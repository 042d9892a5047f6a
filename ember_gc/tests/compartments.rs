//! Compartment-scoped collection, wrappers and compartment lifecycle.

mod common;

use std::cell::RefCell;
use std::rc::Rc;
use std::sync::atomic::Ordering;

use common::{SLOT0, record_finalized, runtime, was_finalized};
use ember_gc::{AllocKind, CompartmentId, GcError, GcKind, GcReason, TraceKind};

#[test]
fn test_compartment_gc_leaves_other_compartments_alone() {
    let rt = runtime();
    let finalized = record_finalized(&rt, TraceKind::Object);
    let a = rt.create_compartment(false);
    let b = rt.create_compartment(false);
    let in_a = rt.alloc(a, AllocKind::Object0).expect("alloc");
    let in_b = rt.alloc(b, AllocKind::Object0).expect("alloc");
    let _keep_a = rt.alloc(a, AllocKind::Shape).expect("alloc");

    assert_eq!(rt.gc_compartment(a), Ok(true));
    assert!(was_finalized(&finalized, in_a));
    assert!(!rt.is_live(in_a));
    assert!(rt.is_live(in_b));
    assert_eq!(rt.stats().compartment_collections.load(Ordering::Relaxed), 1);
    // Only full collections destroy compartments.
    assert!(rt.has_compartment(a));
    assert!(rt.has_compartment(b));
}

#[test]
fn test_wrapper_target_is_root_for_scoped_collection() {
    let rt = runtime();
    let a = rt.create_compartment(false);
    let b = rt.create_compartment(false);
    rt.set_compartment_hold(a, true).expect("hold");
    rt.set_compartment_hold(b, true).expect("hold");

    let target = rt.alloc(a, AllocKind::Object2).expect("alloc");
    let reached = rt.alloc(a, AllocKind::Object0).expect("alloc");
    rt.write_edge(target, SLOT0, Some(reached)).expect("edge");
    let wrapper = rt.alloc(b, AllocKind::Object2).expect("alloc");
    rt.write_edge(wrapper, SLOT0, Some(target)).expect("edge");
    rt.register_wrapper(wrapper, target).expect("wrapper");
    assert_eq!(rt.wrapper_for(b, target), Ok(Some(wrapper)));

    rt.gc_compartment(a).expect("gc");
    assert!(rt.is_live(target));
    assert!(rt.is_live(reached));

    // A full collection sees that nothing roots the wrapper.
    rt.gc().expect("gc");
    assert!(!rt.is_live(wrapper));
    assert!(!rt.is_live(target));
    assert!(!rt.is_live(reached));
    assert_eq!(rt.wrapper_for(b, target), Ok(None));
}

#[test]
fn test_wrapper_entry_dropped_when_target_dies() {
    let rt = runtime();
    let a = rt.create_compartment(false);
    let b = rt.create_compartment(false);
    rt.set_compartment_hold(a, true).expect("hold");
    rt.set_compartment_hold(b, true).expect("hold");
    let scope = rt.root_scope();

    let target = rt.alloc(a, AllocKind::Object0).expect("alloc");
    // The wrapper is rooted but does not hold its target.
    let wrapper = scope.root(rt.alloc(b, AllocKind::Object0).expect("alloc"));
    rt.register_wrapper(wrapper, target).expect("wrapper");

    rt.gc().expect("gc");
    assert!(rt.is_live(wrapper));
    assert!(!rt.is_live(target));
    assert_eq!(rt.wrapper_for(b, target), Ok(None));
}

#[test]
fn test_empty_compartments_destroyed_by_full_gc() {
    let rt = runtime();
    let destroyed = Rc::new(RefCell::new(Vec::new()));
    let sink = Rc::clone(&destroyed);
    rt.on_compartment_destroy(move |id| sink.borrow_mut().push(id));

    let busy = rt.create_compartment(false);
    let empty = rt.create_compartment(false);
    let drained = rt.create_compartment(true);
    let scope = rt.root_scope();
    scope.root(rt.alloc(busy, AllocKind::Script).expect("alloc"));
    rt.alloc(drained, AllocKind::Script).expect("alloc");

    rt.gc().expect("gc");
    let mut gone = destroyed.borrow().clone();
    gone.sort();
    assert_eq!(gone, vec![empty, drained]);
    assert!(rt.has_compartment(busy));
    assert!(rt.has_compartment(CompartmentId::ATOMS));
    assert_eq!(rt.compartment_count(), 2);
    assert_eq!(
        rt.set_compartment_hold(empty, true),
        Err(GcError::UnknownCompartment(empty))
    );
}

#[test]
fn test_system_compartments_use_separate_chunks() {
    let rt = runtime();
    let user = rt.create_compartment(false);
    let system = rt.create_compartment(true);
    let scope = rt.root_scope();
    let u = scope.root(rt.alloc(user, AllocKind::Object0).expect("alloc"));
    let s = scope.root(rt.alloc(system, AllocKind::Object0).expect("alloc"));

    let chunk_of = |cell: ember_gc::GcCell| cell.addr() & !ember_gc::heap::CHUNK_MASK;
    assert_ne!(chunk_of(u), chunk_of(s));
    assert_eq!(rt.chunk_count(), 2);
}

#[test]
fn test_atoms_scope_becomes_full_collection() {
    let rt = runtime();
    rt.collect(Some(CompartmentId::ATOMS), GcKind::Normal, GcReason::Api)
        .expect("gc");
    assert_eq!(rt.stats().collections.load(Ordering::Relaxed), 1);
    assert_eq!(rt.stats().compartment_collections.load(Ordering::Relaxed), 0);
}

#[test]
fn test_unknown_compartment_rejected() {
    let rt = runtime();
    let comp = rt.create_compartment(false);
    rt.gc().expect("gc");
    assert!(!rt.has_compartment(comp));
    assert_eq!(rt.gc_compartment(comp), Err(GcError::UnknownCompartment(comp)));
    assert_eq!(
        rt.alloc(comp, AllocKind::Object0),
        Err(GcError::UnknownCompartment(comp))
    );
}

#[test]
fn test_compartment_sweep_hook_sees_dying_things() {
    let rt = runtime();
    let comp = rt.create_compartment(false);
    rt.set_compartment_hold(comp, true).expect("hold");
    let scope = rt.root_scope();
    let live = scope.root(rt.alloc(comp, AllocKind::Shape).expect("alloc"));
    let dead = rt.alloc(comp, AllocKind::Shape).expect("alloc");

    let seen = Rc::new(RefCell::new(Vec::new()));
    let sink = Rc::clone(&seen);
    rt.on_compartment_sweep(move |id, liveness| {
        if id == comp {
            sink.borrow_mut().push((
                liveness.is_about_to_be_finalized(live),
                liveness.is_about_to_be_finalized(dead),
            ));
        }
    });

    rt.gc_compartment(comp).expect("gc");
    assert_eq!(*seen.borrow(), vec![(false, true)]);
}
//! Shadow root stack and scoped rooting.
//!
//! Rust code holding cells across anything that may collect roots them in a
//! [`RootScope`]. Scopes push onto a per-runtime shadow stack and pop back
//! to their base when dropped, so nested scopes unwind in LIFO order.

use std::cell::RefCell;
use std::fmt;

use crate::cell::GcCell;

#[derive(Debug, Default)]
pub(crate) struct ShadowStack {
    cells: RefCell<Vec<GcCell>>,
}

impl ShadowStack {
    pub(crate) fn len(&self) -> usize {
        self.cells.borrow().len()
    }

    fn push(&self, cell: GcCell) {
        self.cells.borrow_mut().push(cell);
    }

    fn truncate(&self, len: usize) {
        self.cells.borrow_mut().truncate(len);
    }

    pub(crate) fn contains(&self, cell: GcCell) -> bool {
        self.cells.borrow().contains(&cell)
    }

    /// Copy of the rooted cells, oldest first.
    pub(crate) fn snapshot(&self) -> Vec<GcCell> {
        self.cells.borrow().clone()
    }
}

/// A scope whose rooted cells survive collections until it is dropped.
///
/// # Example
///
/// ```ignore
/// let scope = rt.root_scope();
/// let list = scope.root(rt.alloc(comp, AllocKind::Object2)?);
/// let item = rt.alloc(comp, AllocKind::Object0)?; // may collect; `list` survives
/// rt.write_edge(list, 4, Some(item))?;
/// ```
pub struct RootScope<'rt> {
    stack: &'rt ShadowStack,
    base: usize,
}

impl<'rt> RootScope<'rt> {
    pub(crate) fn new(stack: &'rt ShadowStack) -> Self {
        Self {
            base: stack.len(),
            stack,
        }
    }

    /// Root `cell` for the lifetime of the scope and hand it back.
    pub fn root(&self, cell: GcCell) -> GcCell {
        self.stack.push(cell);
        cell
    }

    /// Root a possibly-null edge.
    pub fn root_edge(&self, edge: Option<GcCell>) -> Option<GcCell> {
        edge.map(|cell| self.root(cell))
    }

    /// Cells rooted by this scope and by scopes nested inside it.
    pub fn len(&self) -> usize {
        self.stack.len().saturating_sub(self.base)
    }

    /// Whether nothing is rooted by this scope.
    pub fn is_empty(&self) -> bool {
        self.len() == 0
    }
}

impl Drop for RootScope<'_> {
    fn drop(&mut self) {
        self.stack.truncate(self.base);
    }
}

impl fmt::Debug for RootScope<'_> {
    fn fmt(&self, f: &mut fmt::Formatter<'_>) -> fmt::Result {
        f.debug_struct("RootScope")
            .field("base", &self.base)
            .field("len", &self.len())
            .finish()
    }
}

++++++

Nothing but the lines from the one containing "pub fn is_empty(&self)" through the last line of the material should be returned, each exactly as written, both ends included.

    pub fn is_empty(&self) -> bool {
        self.len() == 0
    }
}

impl Drop for RootScope<'_> {
    fn drop(&mut self) {
        self.stack.truncate(self.base);
    }
}

impl fmt::Debug for RootScope<'_> {
    fn fmt(&self, f: &mut fmt::Formatter<'_>) -> fmt::Result {
        f.debug_struct("RootScope")
            .field("base", &self.base)
            .field("len", &self.len())
            .finish()
    }
}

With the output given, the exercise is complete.